I have tried to recall the stories, places and names as best I could.  I kept a journal with some daily happenings during our last six month deployment, but other than that, they are mostly recollections of a past life.  Stories beget stories, and memories trigger memories, and I hope I got them all in there, and I hope you enjoy them.

A couple little housekeeping notes before you proceed – first, I have added this foreword to a collection I wrote some 15 years ago.  I've gone through it and made sure it was all in order, but at this point, we are talking about things that happened nearly 30 years ago.  Time may have dulled some of the memories, but it can never fade them completely. 

The other point is the names of the people in my story.  Due to legal ramifications, and the fact that there is basically no way for me to contact everyone who was a part of our crew, or my life, during those years and obtain express written consent to use their name, I have done the prudent  (and far less legally liable) thing, and changed many of them.  If you are lucky enough to have known me, or known the crew of this ship, you should still be able to figure out who was who, but in the name of 30 years of peaceful living, I have offered my shipmates the gift of plausible deniability, and not named names.  It doesn't affect the story any, but if you know who you are, then you know who you are – know what I mean? 


INTRODUCTION  (original)


I was raised in the town of Laramie, Wyoming.  Laramie was a town of 25,000 – big by Wyoming standards, but small by national standards.  My junior high and high school careers were nothing extraordinary.  I was a decent student – nothing exceptional and nothing terrible, just average.  I was in the band(s), and had played soccer for a couple of years.  My biggest accomplishment came in 1986, when I received my Eagle Scout award.  I went to church with the folks, and was a straight-laced, small-town boy.  I didn’t smoke, didn’t drink, didn’t cuss much and I’d never so much as kissed a girl.  I went on two dates my entire high school career – not exactly a Don Juan.
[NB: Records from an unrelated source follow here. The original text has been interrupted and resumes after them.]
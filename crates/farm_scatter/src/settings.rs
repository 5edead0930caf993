//! Settings records read by the generators.
//!
//! Each record is a plain value with builder-style setters and a `validate` check. A
//! generation pass takes them by reference and never mutates them.
use glam::Vec3;
#[cfg(feature = "serde")]
use serde::{Deserialize, Serialize};

use crate::error::{Error, Result};

/// Shape of the tank net, which decides how ring counts shrink with depth.
#[cfg_attr(feature = "serde", derive(Serialize, Deserialize))]
#[derive(Clone, Copy, Debug, Default, PartialEq, Eq, Hash)]
pub enum NetShape {
    /// Radius shrinks linearly from the surface down.
    #[default]
    Conical,
    /// Full radius down to the decrease height, then a tapered bottom.
    Cylindrical,
}

/// Tank particle density and dimensions.
#[cfg_attr(feature = "serde", derive(Serialize, Deserialize))]
#[derive(Clone, Copy, Debug, PartialEq)]
pub struct TankSettings {
    /// Radius of one particle before scaling.
    pub particle_radius: f32,
    /// Render scale applied to every particle.
    pub particle_scale: f32,
    /// Radius of the net at the surface.
    pub max_rho: f32,
    /// Depth of the water column.
    pub water_height: f32,
    /// Height of the tapered bottom section of a cylindrical net.
    pub decrease_ring_height: f32,
}

impl Default for TankSettings {
    fn default() -> Self {
        Self {
            particle_radius: 0.02,
            particle_scale: 0.7,
            max_rho: 0.95,
            water_height: 1.311,
            decrease_ring_height: 0.5387,
        }
    }
}

impl TankSettings {
    pub fn with_particle_radius(mut self, particle_radius: f32) -> Self {
        self.particle_radius = particle_radius;
        self
    }

    pub fn with_particle_scale(mut self, particle_scale: f32) -> Self {
        self.particle_scale = particle_scale;
        self
    }

    pub fn with_max_rho(mut self, max_rho: f32) -> Self {
        self.max_rho = max_rho;
        self
    }

    pub fn with_water_height(mut self, water_height: f32) -> Self {
        self.water_height = water_height;
        self
    }

    pub fn with_decrease_ring_height(mut self, decrease_ring_height: f32) -> Self {
        self.decrease_ring_height = decrease_ring_height;
        self
    }

    /// Scaled particle diameter, `2 * radius * scale`.
    #[inline]
    pub fn scaled_diameter(&self) -> f32 {
        2.0 * self.particle_radius * self.particle_scale
    }

    /// Distance reported when no hotspot is closer, `max_rho / particle_scale`.
    #[inline]
    pub fn far_distance(&self) -> f32 {
        self.max_rho / self.particle_scale
    }

    /// Validates the settings, returning an error if invalid.
    pub fn validate(&self) -> Result<()> {
        positive("particle_radius", self.particle_radius)?;
        positive("particle_scale", self.particle_scale)?;
        positive("max_rho", self.max_rho)?;
        positive("water_height", self.water_height)?;
        if !self.decrease_ring_height.is_finite()
            || self.decrease_ring_height < 0.0
            || self.decrease_ring_height > self.water_height
        {
            return Err(Error::InvalidConfig(
                "decrease_ring_height must be within [0, water_height]".into(),
            ));
        }
        Ok(())
    }
}

/// Size of the single wall part every wall, floor and ceiling instance is scaled from.
#[cfg_attr(feature = "serde", derive(Serialize, Deserialize))]
#[derive(Clone, Copy, Debug, PartialEq)]
pub struct WallSettings {
    /// Width (x), height (y) and thickness (z) of one wall part.
    pub part: Vec3,
}

impl Default for WallSettings {
    fn default() -> Self {
        Self {
            part: Vec3::new(0.5, 0.5, 0.04),
        }
    }
}

impl WallSettings {
    pub fn new(width: f32, height: f32, depth: f32) -> Self {
        Self {
            part: Vec3::new(width, height, depth),
        }
    }

    #[inline]
    pub fn width(&self) -> f32 {
        self.part.x
    }

    #[inline]
    pub fn height(&self) -> f32 {
        self.part.y
    }

    /// Wall thickness.
    #[inline]
    pub fn depth(&self) -> f32 {
        self.part.z
    }

    pub fn validate(&self) -> Result<()> {
        positive("wall width", self.width())?;
        positive("wall height", self.height())?;
        positive("wall depth", self.depth())?;
        if 2.0 * self.depth() >= self.height() {
            return Err(Error::InvalidConfig(
                "wall depth must be less than half the wall height".into(),
            ));
        }
        Ok(())
    }
}

/// Size of the cubic particles that fill a building floor.
#[cfg_attr(feature = "serde", derive(Serialize, Deserialize))]
#[derive(Clone, Copy, Debug, PartialEq)]
pub struct BuildingParticleSettings {
    pub original_scale: f32,
    pub scale: f32,
}

impl Default for BuildingParticleSettings {
    fn default() -> Self {
        Self {
            original_scale: 0.04,
            scale: 1.0,
        }
    }
}

impl BuildingParticleSettings {
    pub fn with_scale(mut self, scale: f32) -> Self {
        self.scale = scale;
        self
    }

    /// Edge length of one particle.
    #[inline]
    pub fn particle_size(&self) -> f32 {
        self.original_scale * self.scale
    }

    pub fn validate(&self) -> Result<()> {
        positive("particle original_scale", self.original_scale)?;
        positive("particle scale", self.scale)
    }
}

fn positive(name: &str, value: f32) -> Result<()> {
    if value.is_finite() && value > 0.0 {
        Ok(())
    } else {
        Err(Error::InvalidConfig(format!("{name} must be > 0, got {value}")))
    }
}

#[cfg(test)]
mod tests {
    use super::*;

    #[test]
    fn defaults_validate() {
        TankSettings::default().validate().unwrap();
        WallSettings::default().validate().unwrap();
        BuildingParticleSettings::default().validate().unwrap();
    }

    #[test]
    fn far_distance_divides_by_scale() {
        let s = TankSettings::default().with_max_rho(1.4).with_particle_scale(0.7);
        assert!((s.far_distance() - 2.0).abs() < 1e-6);
    }

    #[test]
    fn tank_validate_rejects_bad_values() {
        assert!(TankSettings::default()
            .with_particle_scale(0.0)
            .validate()
            .is_err());
        assert!(TankSettings::default()
            .with_particle_radius(f32::NAN)
            .validate()
            .is_err());
        assert!(TankSettings::default()
            .with_decrease_ring_height(2.0)
            .validate()
            .is_err());
    }

    #[test]
    fn wall_validate_rejects_thick_walls() {
        assert!(WallSettings::new(0.5, 0.5, 0.3).validate().is_err());
    }

    #[test]
    fn particle_size_multiplies_scales() {
        let s = BuildingParticleSettings::default().with_scale(2.0);
        assert!((s.particle_size() - 0.08).abs() < 1e-6);
    }
}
All of that changed the day I decided to join the Navy.  A decision made to help pay my way to college became a decision that quickly changed everything about me.  My attitude, my demeanor, my outlook – everything.  It was definitely a case of “went in a boy and came out a man”.  That seemingly simple decision to join the Navy created a new man.  A more worldly, less naïve, and much more experienced man.
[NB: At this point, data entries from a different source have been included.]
//! Whole-scene regeneration.
//!
//! A [`SceneConfig`] is the immutable snapshot one pass reads. [`SceneGenerator`] turns a
//! snapshot into a [`SceneOutput`] from scratch, and [`Scene`] keeps the current snapshot and
//! output, swapping both only when a change yields a valid snapshot.
use rand::RngCore;
#[cfg(feature = "serde")]
use serde::{Deserialize, Serialize};
use tracing::{info, warn};

use crate::building::{
    max_floor_distance, resolve_rooms, BuildingParticles, BuildingTable, FloorParticleDistributor,
    Outline, RoomLayout,
};
use crate::color::SonarGrid;
use crate::error::{Error, Result};
use crate::events::{EventSink, GenerationEvent, GenerationEventKind};
use crate::hotspot::{
    animate_tank_hotspots, building_hotspot_buffer, generate_building_hotspots,
    pick_tank_hotspots, resolve_building_hotspots, tank_hotspot_buffer, BuildingHotspots,
    ResolvedBuildingHotspot, TankHotspot, HOTSPOT_COUNT,
};
use crate::settings::{BuildingParticleSettings, NetShape, TankSettings, WallSettings};
use crate::tank::{TankColoring, TankDistributor, TankParticles};

/// Snapshot of every setting a regeneration pass reads.
#[cfg_attr(feature = "serde", derive(Serialize, Deserialize))]
#[cfg_attr(feature = "serde", serde(default))]
#[derive(Clone, Debug, PartialEq)]
pub struct SceneConfig {
    pub tank: TankSettings,
    pub net_shape: NetShape,
    pub wall: WallSettings,
    pub building_particles: BuildingParticleSettings,
    /// Id of the active building in the table.
    pub building: String,
    /// Active floor, 0-indexed.
    pub floor: usize,
    /// Color tank particles from the sonar grid.
    pub sonar: bool,
    /// Hotspots per tank and per building.
    pub hotspot_count: usize,
}

impl Default for SceneConfig {
    fn default() -> Self {
        Self {
            tank: TankSettings::default(),
            net_shape: NetShape::Conical,
            wall: WallSettings::default(),
            building_particles: BuildingParticleSettings::default(),
            building: "default".into(),
            floor: 1,
            sonar: false,
            hotspot_count: HOTSPOT_COUNT,
        }
    }
}

impl SceneConfig {
    pub fn with_tank(mut self, tank: TankSettings) -> Self {
        self.tank = tank;
        self
    }

    pub fn with_net_shape(mut self, net_shape: NetShape) -> Self {
        self.net_shape = net_shape;
        self
    }

    pub fn with_building(mut self, building: impl Into<String>, floor: usize) -> Self {
        self.building = building.into();
        self.floor = floor;
        self
    }

    pub fn with_sonar(mut self, sonar: bool) -> Self {
        self.sonar = sonar;
        self
    }

    /// The snapshot that results from applying `change`.
    pub fn with_change(&self, change: &SceneChange) -> Self {
        let mut next = self.clone();
        match change {
            SceneChange::ParticleScale(scale) => next.tank.particle_scale = *scale,
            SceneChange::BuildingParticleScale(scale) => next.building_particles.scale = *scale,
            SceneChange::ActiveBuilding(id) => next.building = id.clone(),
            SceneChange::ActiveFloor(floor) => next.floor = *floor,
            SceneChange::NetShape(shape) => next.net_shape = *shape,
            SceneChange::Sonar(on) => next.sonar = *on,
        }
        next
    }

    /// Validates the settings and checks the active building and floor exist in `table`.
    pub fn validate(&self, table: &BuildingTable) -> Result<()> {
        self.tank.validate()?;
        self.wall.validate()?;
        self.building_particles.validate()?;
        let outline = table.get(&self.building)?;
        if self.floor >= outline.len() {
            return Err(Error::FloorOutOfRange {
                floor: self.floor,
                floors: outline.len(),
            });
        }
        Ok(())
    }
}

/// A user-facing setting change that triggers regeneration.
#[derive(Clone, Debug, PartialEq)]
pub enum SceneChange {
    /// Tank particle scale.
    ParticleScale(f32),
    BuildingParticleScale(f32),
    ActiveBuilding(String),
    ActiveFloor(usize),
    NetShape(NetShape),
    Sonar(bool),
}

impl SceneChange {
    /// Whether the tank particle set changes, so its hotspots must be picked again.
    pub fn reseeds_tank_hotspots(&self) -> bool {
        matches!(
            self,
            SceneChange::ParticleScale(_) | SceneChange::NetShape(_)
        )
    }

    /// Whether building hotspots must be placed again.
    pub fn reseeds_building_hotspots(&self) -> bool {
        matches!(self, SceneChange::ActiveBuilding(_))
    }
}

/// Tank hotspots carried into a pass, with the particle count they were picked from.
#[derive(Clone, Debug, PartialEq)]
pub struct KeptTankHotspots {
    pub hotspots: Vec<TankHotspot>,
    pub particle_count: usize,
}

impl KeptTankHotspots {
    pub fn new(hotspots: Vec<TankHotspot>, particle_count: usize) -> Self {
        Self {
            hotspots,
            particle_count,
        }
    }

    /// Whether the set still fits `tank`: non-empty and picked from the same particle count.
    pub fn fits(&self, tank: &TankParticles) -> bool {
        !self.hotspots.is_empty() && self.particle_count == tank.len()
    }
}

/// Everything one pass produces.
#[derive(Clone, Debug, Default)]
pub struct SceneOutput {
    pub tank: TankParticles,
    pub tank_hotspots: Vec<TankHotspot>,
    /// Walls of the active building.
    pub rooms: RoomLayout,
    /// Particles of the active floor.
    pub building_particles: BuildingParticles,
    /// Hotspots of every building, relative to their floors.
    pub building_hotspots: BuildingHotspots,
    /// Widest floor of the active building, for proximity coloring.
    pub max_floor_distance: f32,
}

/// Runs regeneration passes for one validated snapshot.
pub struct SceneGenerator<'a> {
    config: SceneConfig,
    table: &'a BuildingTable,
    outline: &'a Outline,
    sonar: Option<&'a SonarGrid>,
}

impl<'a> SceneGenerator<'a> {
    /// Validates `config` against `table`. Sonar coloring needs a grid.
    pub fn try_new(
        config: SceneConfig,
        table: &'a BuildingTable,
        sonar: Option<&'a SonarGrid>,
    ) -> Result<Self> {
        config.validate(table)?;
        if config.sonar && sonar.is_none() {
            return Err(Error::InvalidConfig(
                "sonar coloring requested without a sonar grid".into(),
            ));
        }
        let outline = table.get(&config.building)?;
        Ok(Self {
            config,
            table,
            outline,
            sonar,
        })
    }

    pub fn config(&self) -> &SceneConfig {
        &self.config
    }

    /// Runs a full pass with fresh hotspots.
    pub fn generate(&self, rng: &mut dyn RngCore, sink: &mut dyn EventSink) -> SceneOutput {
        self.generate_keeping(None, None, rng, sink)
    }

    /// Runs a full pass, reusing the given hotspot sets instead of placing new ones.
    ///
    /// Kept tank hotspots are picked again when the tank particle count no longer matches.
    pub fn generate_keeping(
        &self,
        tank_hotspots: Option<KeptTankHotspots>,
        building_hotspots: Option<BuildingHotspots>,
        rng: &mut dyn RngCore,
        sink: &mut dyn EventSink,
    ) -> SceneOutput {
        let cfg = &self.config;
        if sink.wants(GenerationEventKind::RegenerationStarted) {
            sink.send(GenerationEvent::RegenerationStarted {
                building: cfg.building.clone(),
                floor: cfg.floor,
                shape: cfg.net_shape,
            });
        }

        let tank = self.generate_tank(sink);
        let tank_hotspots = match tank_hotspots {
            Some(kept) if kept.fits(&tank) => kept.hotspots,
            _ => pick_tank_hotspots(&tank.particles, cfg.hotspot_count, rng),
        };

        let rooms = resolve_rooms(self.outline, &cfg.wall);
        if sink.wants(GenerationEventKind::RoomsResolved) {
            sink.send(GenerationEvent::RoomsResolved {
                building: cfg.building.clone(),
                floors: self.outline.len(),
                segment_count: rooms.len(),
            });
        }

        let building_particles = self.fill_floor(sink);
        let building_hotspots = match building_hotspots {
            Some(kept) => kept,
            None => generate_building_hotspots(self.table, &cfg.wall, cfg.hotspot_count, rng),
        };
        if sink.wants(GenerationEventKind::HotspotsPlaced) {
            sink.send(GenerationEvent::HotspotsPlaced {
                tank: tank_hotspots.len(),
                building: building_hotspots.values().map(Vec::len).sum(),
            });
        }

        let output = SceneOutput {
            max_floor_distance: max_floor_distance(self.outline, &cfg.wall),
            tank,
            tank_hotspots,
            rooms,
            building_particles,
            building_hotspots,
        };
        info!(
            "Regenerated scene: {} tank particles, {} wall instances, {} floor particles.",
            output.tank.len(),
            output.rooms.len(),
            output.building_particles.len()
        );
        if sink.wants(GenerationEventKind::RegenerationFinished) {
            sink.send(GenerationEvent::RegenerationFinished {
                tank_particles: output.tank.len(),
                building_particles: output.building_particles.len(),
                wall_segments: output.rooms.len(),
            });
        }
        output
    }

    fn generate_tank(&self, sink: &mut dyn EventSink) -> TankParticles {
        let coloring = match (self.config.sonar, self.sonar) {
            (true, Some(grid)) => TankColoring::Sonar(grid),
            _ => TankColoring::Deferred,
        };
        let distributor = TankDistributor::new(self.config.net_shape, self.config.tank);
        let tank = match distributor.generate(coloring) {
            Ok(tank) => tank,
            Err(e) => {
                warn!("Tank generation failed: {}.", e);
                if sink.wants(GenerationEventKind::Warning) {
                    sink.send(GenerationEvent::warning("tank", e.to_string()));
                }
                TankParticles::default()
            }
        };
        if sink.wants(GenerationEventKind::TankGenerated) {
            sink.send(GenerationEvent::TankGenerated {
                particle_count: tank.len(),
                layers: tank.layers_generated,
                termination: tank.termination,
                sonar: tank.sonar_colors.is_some(),
            });
        }
        tank
    }

    fn fill_floor(&self, sink: &mut dyn EventSink) -> BuildingParticles {
        let cfg = &self.config;
        let particles = FloorParticleDistributor::new(
            self.outline,
            cfg.floor,
            &cfg.wall,
            &cfg.building_particles,
        )
        .map(|d| d.generate());
        let particles = match particles {
            Ok(particles) => particles,
            Err(e) => {
                warn!("Floor {} could not be filled: {}.", cfg.floor, e);
                if sink.wants(GenerationEventKind::Warning) {
                    sink.send(GenerationEvent::warning(
                        format!("building:{}", cfg.building),
                        e.to_string(),
                    ));
                }
                BuildingParticles {
                    floor: cfg.floor,
                    ..Default::default()
                }
            }
        };
        if sink.wants(GenerationEventKind::BuildingParticlesGenerated) {
            sink.send(GenerationEvent::BuildingParticlesGenerated {
                floor: particles.floor,
                particle_count: particles.len(),
                termination: particles.termination,
            });
        }
        particles
    }
}

/// Current snapshot and output of the visualization.
pub struct Scene {
    config: SceneConfig,
    table: BuildingTable,
    sonar: Option<SonarGrid>,
    output: SceneOutput,
}

impl Scene {
    /// Validates `config` and runs the first pass.
    pub fn new(
        config: SceneConfig,
        table: BuildingTable,
        sonar: Option<SonarGrid>,
        rng: &mut dyn RngCore,
        sink: &mut dyn EventSink,
    ) -> Result<Self> {
        let output = SceneGenerator::try_new(config.clone(), &table, sonar.as_ref())?
            .generate(rng, sink);
        Ok(Self {
            config,
            table,
            sonar,
            output,
        })
    }

    /// Applies `change` and regenerates from scratch.
    ///
    /// On error the previous snapshot and output stay in place. Switching building clamps
    /// the active floor to the new building's top floor. Hotspots are kept unless the
    /// change invalidates them or the tank particle count changed.
    pub fn apply(
        &mut self,
        change: SceneChange,
        rng: &mut dyn RngCore,
        sink: &mut dyn EventSink,
    ) -> Result<()> {
        let mut next = self.config.with_change(&change);
        if let SceneChange::ActiveBuilding(id) = &change {
            let floors = self.table.get(id)?.len();
            next.floor = next.floor.min(floors.saturating_sub(1));
        }

        let generator = SceneGenerator::try_new(next, &self.table, self.sonar.as_ref())?;
        let keep_tank = (!change.reseeds_tank_hotspots()).then(|| {
            KeptTankHotspots::new(self.output.tank_hotspots.clone(), self.output.tank.len())
        });
        let keep_building =
            (!change.reseeds_building_hotspots()).then(|| self.output.building_hotspots.clone());
        let output = generator.generate_keeping(keep_tank, keep_building, rng, sink);

        self.config = generator.config;
        self.output = output;
        Ok(())
    }

    /// Advances the tank hotspot random walk by one step.
    pub fn animate_hotspots(&mut self, rng: &mut dyn RngCore) {
        self.output.tank_hotspots =
            animate_tank_hotspots(&self.output.tank_hotspots, &self.config.tank, rng);
    }

    pub fn config(&self) -> &SceneConfig {
        &self.config
    }

    pub fn output(&self) -> &SceneOutput {
        &self.output
    }

    pub fn table(&self) -> &BuildingTable {
        &self.table
    }

    /// Hotspots of the active building in world space.
    pub fn resolved_building_hotspots(&self) -> Vec<ResolvedBuildingHotspot> {
        let (Ok(outline), Some(hotspots)) = (
            self.table.get(&self.config.building),
            self.output.building_hotspots.get(&self.config.building),
        ) else {
            return Vec::new();
        };
        resolve_building_hotspots(
            outline,
            hotspots,
            &self.config.wall,
            &self.config.building_particles,
        )
    }

    pub fn tank_position_buffer(&self) -> Vec<f32> {
        self.output.tank.position_buffer()
    }

    pub fn building_position_buffer(&self) -> Vec<f32> {
        self.output.building_particles.position_buffer()
    }

    pub fn wall_instance_data(&self) -> Vec<f32> {
        self.output.rooms.instance_data()
    }

    pub fn tank_hotspot_buffer(&self) -> Vec<f32> {
        tank_hotspot_buffer(&self.output.tank_hotspots)
    }

    pub fn building_hotspot_buffer(&self) -> Vec<f32> {
        building_hotspot_buffer(&self.resolved_building_hotspots())
    }
}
In the following pages, I have tried to recall as many of the stories and adventures of my Naval career as I could.  In the almost 20 years that have elapsed since the day I decide to join, I’m sure that a few of the exact details of the stories have been forgotten.  There are also probably several additions to the facts that have become inseparably intertwined with the actual events of the stories.  I have tried as hard as possible to separate the facts from the fiction, but over the course of time, it becomes difficult to tell the two apart at times.  There are also some stories that did not make the final edit for this collection.  For one reason or another, I felt obligated to omit certain adventures from my work.  Those of you who know me, and have heard the stories will wonder where they went, but I felt as though decorum would be better served without their inclusion.  Decorum and certain legal ramifications.  My hopes are that you, the reader, will get an idea of what military life was like for a naïve 18 year-old kid from Wyoming.  It was an interesting time in my life, a time I would never want to forget, but also a time I would never want to live through again.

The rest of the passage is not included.